▶ _Extracted material_:
# # # # #

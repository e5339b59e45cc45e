//! Capability traits the orchestrator depends on.
//!
//! Each collaborator is injected as a trait object at construction time
//! (`Arc<dyn VectorStore>`, etc.); nothing in `search-core` performs runtime
//! service lookup. This mirrors the teacher's `StorageBackend` trait
//! (`memory-core/src/storage/mod.rs`), generalized into four narrower
//! capability traits instead of one do-everything trait, since this
//! pipeline's storage concerns (durable catalog, ephemeral cache, append-only
//! analytics, upstream embeddings) have genuinely different failure modes
//! and lifetimes.

use async_trait::async_trait;

use crate::error::Result;
use crate::fingerprint::Fingerprint;
use crate::types::{
    AnalyticsEvent, Baseline, BaselineScope, DailyPerformance, FacetUsage, Filters, LearnedPattern,
    PopularQuery, Product, SearchResponse,
};

/// A scored candidate returned from a vector or fuzzy search.
#[derive(Debug, Clone)]
pub struct ScoredProduct {
    pub product: Product,
    pub similarity: f32,
}

/// The durable product catalog with vector-similarity search (spec C2).
///
/// Implemented by `search-store-vector` over libSQL/Turso.
#[async_trait]
pub trait VectorStore: Send + Sync {
    /// Transactional upsert keyed by `external_id`.
    async fn upsert_product(&self, product: &Product) -> Result<()>;

    async fn get_product(&self, external_id: &str) -> Result<Option<Product>>;

    /// Cosine-similarity search against `embedding`, with predicate pushdown
    /// on `filters`. Returns at most `limit` candidates starting at `offset`,
    /// ordered by descending similarity.
    async fn search_semantic(
        &self,
        embedding: &[f32],
        filters: &Filters,
        similarity_threshold: f32,
        offset: u32,
        limit: u32,
    ) -> Result<(Vec<ScoredProduct>, u64)>;

    /// Trigram/fuzzy text search, used when `search_type == Fuzzy` or as the
    /// embedding-provider fallback (spec §7, `UpstreamUnavailable`).
    async fn search_fuzzy(
        &self,
        query: &str,
        filters: &Filters,
        min_trigram_score: f32,
        offset: u32,
        limit: u32,
    ) -> Result<(Vec<ScoredProduct>, u64)>;
}

/// The ephemeral result cache (spec C3).
///
/// Implemented by `search-store-cache` over redb; TTL enforcement is the
/// implementor's responsibility via an `expires_at` field, not this trait's.
#[async_trait]
pub trait ResultCache: Send + Sync {
    /// `namespace` scopes the key (e.g. `"semantic_search"`) so
    /// `invalidate_prefix` can target exactly one namespace without
    /// colliding with another's fingerprint hex by chance.
    async fn get(&self, namespace: &str, key: Fingerprint) -> Result<Option<SearchResponse>>;

    async fn put(
        &self,
        namespace: &str,
        key: Fingerprint,
        value: &SearchResponse,
        ttl: std::time::Duration,
    ) -> Result<()>;

    /// Invalidate every entry under `namespace` (e.g. all entries for a
    /// `search_type`), used by administrative invalidation, not request
    /// serving.
    async fn invalidate_prefix(&self, namespace: &str) -> Result<u64>;
}

/// The append-mostly analytics store (spec C6, C9).
#[async_trait]
pub trait AnalyticsStore: Send + Sync {
    /// Record one event; implementors must dedupe on
    /// `(session_id, timestamp, query_hash)` rather than erroring on a
    /// duplicate, since the recorder may retry after a partial failure.
    async fn record_event(&self, event: &AnalyticsEvent) -> Result<()>;

    async fn daily_performance(
        &self,
        since: chrono::DateTime<chrono::Utc>,
    ) -> Result<Vec<DailyPerformance>>;

    /// Raw events since `since`, the input `learning::compute_baseline` groups
    /// and aggregates per (store, category)/(store, intent) (spec C9 step 2).
    async fn events_since(&self, since: chrono::DateTime<chrono::Utc>) -> Result<Vec<AnalyticsEvent>>;

    async fn facet_usage(
        &self,
        since: chrono::DateTime<chrono::Utc>,
    ) -> Result<Vec<FacetUsage>>;

    /// Most-queried terms overall, ordered by cumulative count descending,
    /// ties broken by most-recent last-seen timestamp (spec's resolved
    /// "get_popular_searches_analytics duplicate" Open Question).
    async fn popular_queries(&self, limit: u32) -> Result<Vec<PopularQuery>>;

    async fn save_baseline(&self, baseline: &Baseline) -> Result<()>;

    async fn latest_baseline(&self) -> Result<Option<Baseline>>;

    /// Most recent baseline for one (scope, store, group), used as
    /// `compute_baseline`'s `previous` argument to derive a trend.
    async fn latest_baseline_for(
        &self,
        scope: BaselineScope,
        store_id: Option<&str>,
        group: &str,
    ) -> Result<Option<Baseline>>;

    async fn save_pattern(&self, pattern: &LearnedPattern) -> Result<()>;

    async fn list_patterns(&self) -> Result<Vec<LearnedPattern>>;

    async fn delete_pattern(&self, pattern_id: uuid::Uuid) -> Result<()>;

    /// Delete rows older than their respective retention window (spec C10).
    /// Returns the number of rows removed per table, for logging.
    async fn purge_older_than(
        &self,
        analytics_before: chrono::DateTime<chrono::Utc>,
        clicks_before: chrono::DateTime<chrono::Utc>,
        performance_before: chrono::DateTime<chrono::Utc>,
    ) -> Result<u64>;
}

/// The upstream embedding provider (spec C1).
#[async_trait]
pub trait EmbeddingProvider: Send + Sync {
    /// Embed free text. `search_type` is always [`SearchType::Semantic`] or
    /// [`SearchType::Fuzzy`]'s ranking hint; implementors ignore it.
    async fn embed_text(&self, text: &str) -> Result<Vec<f32>>;

    /// Embed image bytes fetched from a caller-supplied URL.
    async fn embed_image(&self, bytes: &[u8]) -> Result<Vec<f32>>;
}

#[cfg(test)]
mod tests {
    use super::*;

    #[test]
    fn scored_product_is_plain_data() {
        // compile-time check only: ScoredProduct must not depend on any
        // storage-crate type.
        fn assert_send_sync<T: Send + Sync>() {}
        assert_send_sync::<ScoredProduct>();
    }
}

# # # # #

▶ _What to do_:
Restate the listing above word for word.

▶ _Answer to this problem_:
repository e5339b59e45cc45e
//! Capability traits the orchestrator depends on.
//!
//! Each collaborator is injected as a trait object at construction time
//! (`Arc<dyn VectorStore>`, etc.); nothing in `search-core` performs runtime
//! service lookup. This mirrors the teacher's `StorageBackend` trait
//! (`memory-core/src/storage/mod.rs`), generalized into four narrower
//! capability traits instead of one do-everything trait, since this
//! pipeline's storage concerns (durable catalog, ephemeral cache, append-only
//! analytics, upstream embeddings) have genuinely different failure modes
//! and lifetimes.

use async_trait::async_trait;

use crate::error::Result;
use crate::fingerprint::Fingerprint;
use crate::types::{
    AnalyticsEvent, Baseline, BaselineScope, DailyPerformance, FacetUsage, Filters, LearnedPattern,
    PopularQuery, Product, SearchResponse,
};

/// A scored candidate returned from a vector or fuzzy search.
#[derive(Debug, Clone)]
pub struct ScoredProduct {
    pub product: Product,
    pub similarity: f32,
}

/// The durable product catalog with vector-similarity search (spec C2).
///
/// Implemented by `search-store-vector` over libSQL/Turso.
#[async_trait]
pub trait VectorStore: Send + Sync {
    /// Transactional upsert keyed by `external_id`.
    async fn upsert_product(&self, product: &Product) -> Result<()>;

    async fn get_product(&self, external_id: &str) -> Result<Option<Product>>;

    /// Cosine-similarity search against `embedding`, with predicate pushdown
    /// on `filters`. Returns at most `limit` candidates starting at `offset`,
    /// ordered by descending similarity.
    async fn search_semantic(
        &self,
        embedding: &[f32],
        filters: &Filters,
        similarity_threshold: f32,
        offset: u32,
        limit: u32,
    ) -> Result<(Vec<ScoredProduct>, u64)>;

    /// Trigram/fuzzy text search, used when `search_type == Fuzzy` or as the
    /// embedding-provider fallback (spec §7, `UpstreamUnavailable`).
    async fn search_fuzzy(
        &self,
        query: &str,
        filters: &Filters,
        min_trigram_score: f32,
        offset: u32,
        limit: u32,
    ) -> Result<(Vec<ScoredProduct>, u64)>;
}

/// The ephemeral result cache (spec C3).
///
/// Implemented by `search-store-cache` over redb; TTL enforcement is the
/// implementor's responsibility via an `expires_at` field, not this trait's.
#[async_trait]
pub trait ResultCache: Send + Sync {
    /// `namespace` scopes the key (e.g. `"semantic_search"`) so
    /// `invalidate_prefix` can target exactly one namespace without
    /// colliding with another's fingerprint hex by chance.
    async fn get(&self, namespace: &str, key: Fingerprint) -> Result<Option<SearchResponse>>;

    async fn put(
        &self,
        namespace: &str,
        key: Fingerprint,
        value: &SearchResponse,
        ttl: std::time::Duration,
    ) -> Result<()>;

    /// Invalidate every entry under `namespace` (e.g. all entries for a
    /// `search_type`), used by administrative invalidation, not request
    /// serving.
    async fn invalidate_prefix(&self, namespace: &str) -> Result<u64>;
}

/// The append-mostly analytics store (spec C6, C9).
#[async_trait]
pub trait AnalyticsStore: Send + Sync {
    /// Record one event; implementors must dedupe on
    /// `(session_id, timestamp, query_hash)` rather than erroring on a
    /// duplicate, since the recorder may retry after a partial failure.
    async fn record_event(&self, event: &AnalyticsEvent) -> Result<()>;

    async fn daily_performance(
        &self,
        since: chrono::DateTime<chrono::Utc>,
    ) -> Result<Vec<DailyPerformance>>;

    /// Raw events since `since`, the input `learning::compute_baseline` groups
    /// and aggregates per (store, category)/(store, intent) (spec C9 step 2).
    async fn events_since(&self, since: chrono::DateTime<chrono::Utc>) -> Result<Vec<AnalyticsEvent>>;

    async fn facet_usage(
        &self,
        since: chrono::DateTime<chrono::Utc>,
    ) -> Result<Vec<FacetUsage>>;

    /// Most-queried terms overall, ordered by cumulative count descending,
    /// ties broken by most-recent last-seen timestamp (spec's resolved
    /// "get_popular_searches_analytics duplicate" Open Question).
    async fn popular_queries(&self, limit: u32) -> Result<Vec<PopularQuery>>;

    async fn save_baseline(&self, baseline: &Baseline) -> Result<()>;

    async fn latest_baseline(&self) -> Result<Option<Baseline>>;

    /// Most recent baseline for one (scope, store, group), used as
    /// `compute_baseline`'s `previous` argument to derive a trend.
    async fn latest_baseline_for(
        &self,
        scope: BaselineScope,
        store_id: Option<&str>,
        group: &str,
    ) -> Result<Option<Baseline>>;

    async fn save_pattern(&self, pattern: &LearnedPattern) -> Result<()>;

    async fn list_patterns(&self) -> Result<Vec<LearnedPattern>>;

    async fn delete_pattern(&self, pattern_id: uuid::Uuid) -> Result<()>;

    /// Delete rows older than their respective retention window (spec C10).
    /// Returns the number of rows removed per table, for logging.
    async fn purge_older_than(
        &self,
        analytics_before: chrono::DateTime<chrono::Utc>,
        clicks_before: chrono::DateTime<chrono::Utc>,
        performance_before: chrono::DateTime<chrono::Utc>,
    ) -> Result<u64>;
}

/// The upstream embedding provider (spec C1).
#[async_trait]
pub trait EmbeddingProvider: Send + Sync {
    /// Embed free text. `search_type` is always [`SearchType::Semantic`] or
    /// [`SearchType::Fuzzy`]'s ranking hint; implementors ignore it.
    async fn embed_text(&self, text: &str) -> Result<Vec<f32>>;

    /// Embed image bytes fetched from a caller-supplied URL.
    async fn embed_image(&self, bytes: &[u8]) -> Result<Vec<f32>>;
}

#[cfg(test)]
mod tests {
    use super::*;

    #[test]
    fn scored_product_is_plain_data() {
        // compile-time check only: ScoredProduct must not depend on any
        // storage-crate type.
        fn assert_send_sync<T: Send + Sync>() {}
        assert_send_sync::<ScoredProduct>();
    }
}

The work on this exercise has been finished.